The category that carried Ohio was infrastructure, which CNBC weighted most heavily for the first time, along with a new measure for ease of permitting. In plain terms, Ohio won on cheap power, shovel-ready land, and speed. That is also, almost word for word, the recipe for the data center buildout now reshaping the state's economy and its politics. CNBC said it directly: data center development is controversial. So let us talk about who benefits and who pays.

The money moving the governor's race

The clearest signal this month came from campaign finance filings. Elon Musk gave five million dollars to V PAC: Victors, Not Victims, the super PAC backing Republican Vivek Ramaswamy. That group has now raised nearly forty two million dollars, and the bulk of it comes from a small circle of billionaires, led by Jeff Yass at twenty million. Ramaswamy, himself a billionaire, has loaned his own campaign twenty five million dollars, roughly eighty three percent of what the campaign raised this year.

Here is the part I want to handle carefully, because it is documented rather than alleged. One of those major donors has said publicly that he wants to make Ohio an AI hub, an industry built on the same data centers Ramaswamy has campaigned to expand, and Ramaswamy holds investments across that sector. That is a documented financial interest, not a finding of wrongdoing. For contrast, Democrat Amy Acton has built her campaign on small-dollar donations. Voters can weigh what that difference says about who each candidate will answer to.

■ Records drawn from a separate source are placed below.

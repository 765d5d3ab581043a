//! Responses produced by the dispatch engine itself.
//!
//! # Design Decisions
//! - Failures inside the chain map to one fixed 500 response
//! - Error detail goes to the span and the log, never into the body

use axum::http::StatusCode;
use axum::response::{IntoResponse, Response};

/// Body of every internally generated 500 response.
pub const SERVER_ERROR_BODY: &str = "500: Internal Server Error";

/// The response returned when a middleware, the handler, or tracer setup fails.
pub fn server_error() -> Response {
    (StatusCode::INTERNAL_SERVER_ERROR, SERVER_ERROR_BODY).into_response()
}
//! Shutdown coordination for the server.

use tokio::sync::broadcast;

/// Coordinator for graceful shutdown.
///
/// The server and any background tasks subscribe; one trigger reaches them all.
#[derive(Debug, Clone)]
pub struct Shutdown {
    tx: broadcast::Sender<()>,
}

impl Shutdown {
    pub fn new() -> Self {
        let (tx, _) = broadcast::channel(1);
        Self { tx }
    }

    pub fn subscribe(&self) -> broadcast::Receiver<()> {
        self.tx.subscribe()
    }

    /// Signal every subscriber. Returns how many were listening.
    pub fn trigger(&self) -> usize {
        self.tx.send(()).unwrap_or(0)
    }
}

impl Default for Shutdown {
    fn default() -> Self {
        Self::new()
    }
}
//! Per-route dispatcher.
//!
//! # Responsibilities
//! - Make sure the tracer exists (lazy, exactly once)
//! - Open the request span and bind the request context
//! - Run the middleware chain, or the handler directly when the chain is empty
//! - Close the span and record request metrics
//!
//! # Design Decisions
//! - One dispatcher per route; the router resolves the route, the dispatcher
//!   substitutes the chain for the direct handler call
//! - The span guard lives on this future's stack, so a cancelled request
//!   still finishes its span

use std::sync::Arc;
use std::time::Instant;

use axum::extract::Request;
use axum::response::Response;
use tracing::Instrument;

use crate::http::context::{self, RequestContext};
use crate::http::middleware::{chain, Chain, HandlerRef};
use crate::http::response;
use crate::observability::metrics;
use crate::tracer::TracerInitializer;

/// Wraps a resolved handler with the middleware chain.
#[derive(Clone)]
pub struct Dispatcher {
    handler: HandlerRef,
    chain: Chain,
    tracer: Arc<TracerInitializer>,
}

impl Dispatcher {
    pub fn new(handler: HandlerRef, chain: Chain, tracer: Arc<TracerInitializer>) -> Self {
        Self { handler, chain, tracer }
    }

    pub async fn dispatch(&self, mut req: Request) -> Response {
        let start = Instant::now();
        let method = req.method().clone();

        let tracer = match self.tracer.ensure_initialized() {
            Ok(tracer) => tracer,
            Err(e) => {
                tracing::error!(handler = self.handler.name(), error = %e, "Cannot dispatch without tracer");
                let response = response::server_error();
                metrics::record_request(method.as_str(), response.status().as_u16(), self.handler.name(), start);
                return response;
            }
        };

        let guard = context::open_span(&tracer, &req, self.handler.name());
        let span = guard.span().clone();
        let ctx = RequestContext::new(span.clone());
        req.extensions_mut().insert(ctx.clone());

        let log_span = tracing::info_span!(
            "request",
            operation = span.operation_name().as_deref().unwrap_or_default(),
            trace_id = %format_args!("{:x}", span.context().trace_id),
        );

        let pipeline = async {
            if self.chain.is_empty() {
                chain::guarded(self.handler.call(req), &self.handler, &span).await
            } else {
                chain::run(&self.chain, req, &self.handler, &span).await
            }
        };
        let response = ctx.scope(pipeline).instrument(log_span).await;

        let status = response.status().as_u16();
        span.set_tag("http.status_code", status);
        guard.close();

        metrics::record_request(method.as_str(), status, self.handler.name(), start);
        response
    }
}
//! Configuration validation.
//!
//! # Responsibilities
//! - Semantic validation (serde handles syntactic)
//! - Validate value ranges (timeouts > 0, sampler params)
//! - Check header names are usable as HTTP header names
//!
//! # Design Decisions
//! - Returns all validation errors, not just first
//! - Validation is pure function: ServiceConfig → Result<(), Vec<ValidationError>>
//! - Runs before config is accepted into the system

use std::net::SocketAddr;

use axum::http::HeaderName;

use crate::config::schema::{ClientHooksConfig, SamplerKind, ServiceConfig};

/// A single semantic problem in a configuration.
#[derive(Debug, Clone, PartialEq, thiserror::Error)]
pub enum ValidationError {
    #[error("invalid bind address `{0}`")]
    BindAddress(String),
    #[error("invalid metrics address `{0}`")]
    MetricsAddress(String),
    #[error("timeouts.request_secs must be greater than zero")]
    ZeroTimeout,
    #[error("tracer.service_name must not be empty")]
    EmptyServiceName,
    #[error("sampler param {param} is out of range for `{kind}` sampler")]
    SamplerParam { kind: &'static str, param: f64 },
    #[error("unknown client_hooks keyword `{0}` (expected \"all\", \"none\" or a list)")]
    HooksKeyword(String),
    #[error("invalid header name `{0}`")]
    HeaderName(String),
    #[error("empty middleware name at position {0}")]
    EmptyMiddlewareName(usize),
}

/// Validate a parsed configuration, collecting every error.
pub fn validate_config(config: &ServiceConfig) -> Result<(), Vec<ValidationError>> {
    let mut errors = Vec::new();

    if config.listener.bind_address.parse::<SocketAddr>().is_err() {
        errors.push(ValidationError::BindAddress(config.listener.bind_address.clone()));
    }

    if config.observability.metrics_enabled
        && config.observability.metrics_address.parse::<SocketAddr>().is_err()
    {
        errors.push(ValidationError::MetricsAddress(
            config.observability.metrics_address.clone(),
        ));
    }

    if config.timeouts.request_secs == 0 {
        errors.push(ValidationError::ZeroTimeout);
    }

    let tracer = &config.tracer;
    if tracer.service_name.trim().is_empty() {
        errors.push(ValidationError::EmptyServiceName);
    }

    let param = tracer.sampler.param;
    match tracer.sampler.kind {
        SamplerKind::Const if param != 0.0 && param != 1.0 => {
            errors.push(ValidationError::SamplerParam { kind: "const", param });
        }
        SamplerKind::Probabilistic if !(0.0..=1.0).contains(&param) => {
            errors.push(ValidationError::SamplerParam { kind: "probabilistic", param });
        }
        _ => {}
    }

    if let ClientHooksConfig::Keyword(keyword) = &tracer.client_hooks {
        if keyword != "all" && keyword != "none" {
            errors.push(ValidationError::HooksKeyword(keyword.clone()));
        }
    }

    let propagation = &config.propagation;
    let headers = std::iter::once(&propagation.trace_header)
        .chain(&propagation.caller_name_headers)
        .chain(&propagation.callee_endpoint_headers);
    for name in headers {
        if HeaderName::from_bytes(name.as_bytes()).is_err() {
            errors.push(ValidationError::HeaderName(name.clone()));
        }
    }

    for (idx, name) in config.app.middlewares.iter().enumerate() {
        if name.trim().is_empty() {
            errors.push(ValidationError::EmptyMiddlewareName(idx));
        }
    }

    if errors.is_empty() {
        Ok(())
    } else {
        Err(errors)
    }
}

#[cfg(test)]
mod tests {
    use super::*;

    #[test]
    fn test_default_config_is_valid() {
        assert_eq!(validate_config(&ServiceConfig::default()), Ok(()));
    }

    #[test]
    fn test_collects_all_errors() {
        let mut config = ServiceConfig::default();
        config.listener.bind_address = "not-an-addr".into();
        config.timeouts.request_secs = 0;
        config.tracer.sampler.param = 0.5;
        config.propagation.caller_name_headers.push("bad header".into());

        let errors = validate_config(&config).unwrap_err();
        assert_eq!(errors.len(), 4);
        assert!(errors.contains(&ValidationError::ZeroTimeout));
        assert!(errors.contains(&ValidationError::SamplerParam { kind: "const", param: 0.5 }));
    }

    #[test]
    fn test_probabilistic_range() {
        let mut config = ServiceConfig::default();
        config.tracer.sampler.kind = SamplerKind::Probabilistic;
        config.tracer.sampler.param = 0.3;
        assert!(validate_config(&config).is_ok());

        config.tracer.sampler.param = 1.5;
        assert!(validate_config(&config).is_err());
    }
}
//! HTTP protocol handling subsystem.
//!
//! # Data Flow
//! ```text
//! TCP connection
//!     → server.rs (axum serve, connect info, graceful shutdown)
//!     → request.rs (request id layer)
//!     → axum routing picks the route's dispatcher
//!     → dispatcher.rs (tracer init, span open via context.rs)
//!     → middleware/chain.rs (middleware 0..N-1, then the handler)
//!     → response.rs (fixed 500 on failure)
//!     → Send to client
//! ```

pub mod app;
pub mod context;
pub mod dispatcher;
pub mod middleware;
pub mod request;
pub mod response;
pub mod server;

pub use app::{AppBuilder, BuildError, MiddlewareEntry, MiddlewareRegistry};
pub use context::{current_span, RequestContext};
pub use dispatcher::Dispatcher;
pub use middleware::{handler_fn, BoxError, Handler, HandlerRef, Middleware, MiddlewareResult, Next};
pub use request::X_REQUEST_ID;
pub use server::HttpServer;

The energy engine, up close

The abstract becomes concrete in places like Lima, in Allen County, where Google is building a five hundred million dollar data center and neighbors are raising alarms about water, dust, tax breaks, and noise. It shows up in the three hundred fourteen million dollars Ohio has earned leasing public land to fracking. And it runs through the Senate race, where Sherrod Brown is now campaigning against the data center tax break, a stance that puts him at odds with parts of organized labor. The through-line is simple: Ohio is generating enormous economic activity, and the open question is whether the people who live next to it share in the upside or mostly absorb the costs.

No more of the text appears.